Улица Стратонавтов: дома, превращенные в месиво… А нам с первого же перекрестка, опутанного оборванными троллейбусными колеями, открывается вид на разрушенный, заснеженный старый терминал аэропорта, к которому ведет пустынная дорога. Зимнее белесое небо подпирают искалеченные снарядами кроны деревьев, чинно выстроившиеся по пути к этому «порталу в Ад». Если бы легендарная картина Фридриха «Монастырское кладбище под снегом» (к слову, утерянная в войну) обзавелась современным настроенческим римейком, то донецкий вид подошел бы идеально. Ира обнаруживает, что в машине закончился газ, и наша вынужденная стоянка рядом с останками довоенной заправки приобретает, благодаря этому антуражу и обстоятельствам, несколько кинематографический окрас. Справа – улица Взлетная. Некогда уютная, и от шумной Стратонавтов отделенная рядом домов. Так сказать, «вторая линия», с домами повыше и куда более холеными. Думается, с верхних их этажей здесь открывался невероятный вид на закаты, в окна лил свет, которому не было препон – ведь рядом поле, и, полагаю, к звуку и очертаниям самолетов в синем небе здесь быстро привыкалось…

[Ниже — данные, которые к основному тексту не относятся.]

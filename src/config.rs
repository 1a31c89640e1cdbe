//! Bring-up configuration for the controller: where it lives on the bus, how many physical columns
//! it has, and the register values sent by `Display::begin`.

use crate::command::consts::*;
use crate::command::{AddressingMode, Command};
use crate::interface;

/// The physical column layout of the controller's display RAM. Both variants show
/// `consts::COLS_USED` columns.
#[derive(Clone, Copy, Debug, PartialEq, Eq)]
#[cfg_attr(feature = "defmt", derive(defmt::Format))]
pub enum ColumnLayout {
    /// 132-column RAM of which 130 columns are addressed; each row is padded past the visible
    /// area.
    Sh1106,
    /// RAM exactly as wide as the glass; no padding.
    Ssd1306,
}

impl ColumnLayout {
    /// Addressable columns per page.
    pub fn total(self) -> u8 {
        match self {
            ColumnLayout::Sh1106 => SH1106_COLS,
            ColumnLayout::Ssd1306 => SSD1306_COLS,
        }
    }
}

impl Default for ColumnLayout {
    /// The layout selected by the `ssd1306` cargo feature.
    fn default() -> Self {
        if COLS_TOTAL == SSD1306_COLS {
            ColumnLayout::Ssd1306
        } else {
            ColumnLayout::Sh1106
        }
    }
}

/// A configuration for the display. The defaults reproduce the usual 128x64 module bring-up;
/// builder methods override single values.
#[derive(Clone, Copy, Debug)]
pub struct Config {
    pub(crate) address: u8,
    pub(crate) bus_clock_hz: u32,
    pub(crate) columns: ColumnLayout,
    clock_divider: u8,
    contrast: u8,
    precharge: (u8, u8),
    vcom_deselect: u8,
    segment_remap: bool,
    com_scan_reversed: bool,
}

impl Default for Config {
    fn default() -> Self {
        Config {
            address: DEFAULT_ADDRESS,
            bus_clock_hz: BUS_CLOCK_HZ,
            columns: ColumnLayout::default(),
            clock_divider: 0x80,
            contrast: 0xCF,
            precharge: (1, 15),
            vcom_deselect: 0x40,
            segment_remap: true,
            com_scan_reversed: true,
        }
    }
}

impl Config {
    pub fn new() -> Self {
        Self::default()
    }

    /// Talk to the controller at 7-bit bus `address`.
    pub fn address(self, address: u8) -> Self {
        Self { address, ..self }
    }

    /// Bus clock requested from the transport in `Display::begin`.
    pub fn bus_clock(self, hz: u32) -> Self {
        Self {
            bus_clock_hz: hz,
            ..self
        }
    }

    /// Override the column layout chosen at build time.
    pub fn columns(self, columns: ColumnLayout) -> Self {
        Self { columns, ..self }
    }

    /// See `Command::SetContrast`.
    pub fn contrast(self, contrast: u8) -> Self {
        Self { contrast, ..self }
    }

    /// See `Command::SetClockDivider`.
    pub fn clock_divider(self, clock_divider: u8) -> Self {
        Self {
            clock_divider,
            ..self
        }
    }

    /// See `Command::SetPrechargePeriod`.
    pub fn precharge_period(self, phase_1: u8, phase_2: u8) -> Self {
        Self {
            precharge: (phase_1, phase_2),
            ..self
        }
    }

    /// See `Command::SetVcomDeselectLevel`.
    pub fn vcom_deselect_level(self, level: u8) -> Self {
        Self {
            vcom_deselect: level,
            ..self
        }
    }

    /// Mirror the image horizontally when `false`.
    pub fn segment_remap(self, remap: bool) -> Self {
        Self {
            segment_remap: remap,
            ..self
        }
    }

    /// Mirror the image vertically when `false`.
    pub fn com_scan_reversed(self, reversed: bool) -> Self {
        Self {
            com_scan_reversed: reversed,
            ..self
        }
    }

    /// The bring-up sequence, in the order it is sent.
    pub fn init_commands(&self) -> [Command; 15] {
        [
            Command::SetDisplayOn(false),
            Command::SetClockDivider(self.clock_divider),
            Command::SetMultiplexRatio(PAGES * 8),
            Command::SetDisplayOffset(0),
            Command::SetStartLine(0),
            Command::SetChargePump(true),
            Command::SetMemoryAddressingMode(AddressingMode::Horizontal),
            Command::SetSegmentRemap(self.segment_remap),
            Command::SetComScanReversed(self.com_scan_reversed),
            Command::SetComPinConfig(true),
            Command::SetContrast(self.contrast),
            Command::SetPrechargePeriod(self.precharge.0, self.precharge.1),
            Command::SetVcomDeselectLevel(self.vcom_deselect),
            Command::SetEntireDisplayOn(false),
            Command::SetInverse(false),
        ]
    }

    /// Transmit the bring-up sequence to the display at `iface`, one transaction per command.
    /// Every command is sent even after a failure; the first failure is returned.
    pub(crate) fn send<BI>(&self, iface: &mut BI) -> Result<(), BI::Error>
    where
        BI: interface::BusInterface,
    {
        self.init_commands()
            .iter()
            .fold(Ok(()), |result, cmd| result.and(cmd.send(iface, self.address)))
    }
}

Взлетная стонет на все лады кусками оторванного железа, низко, резко, неожиданно. Почему-то любой звук доносится именно из-за спины и заставляет вздрагивать. Скрежет, невнятный, бурчащий, скрипящий металлический шум, напоминающий мольбу о помощи, — все это голоса мертвых домов. Иногда они, смешанные с порывом ветра, настолько схожи с человеческим отчаянным зовом, что ты в ужасе прислушиваешься, нет ли кого в развалинах. Но нет, здесь нет даже бездомных собак. Никого живого. Железные крики множатся, зеркалясь от остатков стен на узкой улице. Дорогие светильники «под бронзу» во дворах, модные софиты над павшими воротами – на них нет охотников в этих безлюдных местах. Снарядами снесены целые, отделанные камнем и ковкой, этажи, будто стены и крыши детского картонного домика, вырезанного из нарядной коробки с киевским тортом… За обрушенными заборами – остатки хвойных садов, выломанные туи, заваленные землей прудики (наверное, здесь на счастье держали золотых кои). И только несгибаемый можжевельник второй год топырит ползучие ветви над развалинами, отвоевывая место среди камней и не опасаясь прилетов. Поваленные бетонные столбы, разорванные ролеты над провалами гаражей, металлические заборы, так густо покрытые дырками-пупырышками от осколков, что становятся похожими на огромные кухонные терки. Посмотрите на все моими глазами…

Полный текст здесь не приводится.